WHAT TO WORK ON: Would you please copy out each entry exactly?

Collected data entries
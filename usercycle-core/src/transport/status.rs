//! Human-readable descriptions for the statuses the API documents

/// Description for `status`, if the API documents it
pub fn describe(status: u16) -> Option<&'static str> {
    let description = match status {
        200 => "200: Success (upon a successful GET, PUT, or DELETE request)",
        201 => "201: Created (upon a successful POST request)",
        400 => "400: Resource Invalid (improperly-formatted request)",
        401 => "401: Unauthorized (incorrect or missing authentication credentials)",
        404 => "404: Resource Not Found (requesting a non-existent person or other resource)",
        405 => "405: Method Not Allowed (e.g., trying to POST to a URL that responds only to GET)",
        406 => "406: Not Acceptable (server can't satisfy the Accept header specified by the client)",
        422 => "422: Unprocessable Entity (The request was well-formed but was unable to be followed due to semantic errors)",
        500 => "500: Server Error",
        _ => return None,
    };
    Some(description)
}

REPLY TO THE TASK:
filename usercycle-core/src/transport/status.rs
//! Human-readable descriptions for the statuses the API documents

/// Description for `status`, if the API documents it
pub fn describe(status: u16) -> Option<&'static str> {
    let description = match status {
        200 => "200: Success (upon a successful GET, PUT, or DELETE request)",
        201 => "201: Created (upon a successful POST request)",
        400 => "400: Resource Invalid (improperly-formatted request)",
        401 => "401: Unauthorized (incorrect or missing authentication credentials)",
        404 => "404: Resource Not Found (requesting a non-existent person or other resource)",
        405 => "405: Method Not Allowed (e.g., trying to POST to a URL that responds only to GET)",
        406 => "406: Not Acceptable (server can't satisfy the Accept header specified by the client)",
        422 => "422: Unprocessable Entity (The request was well-formed but was unable to be followed due to semantic errors)",
        500 => "500: Server Error",
        _ => return None,
    };
    Some(description)
}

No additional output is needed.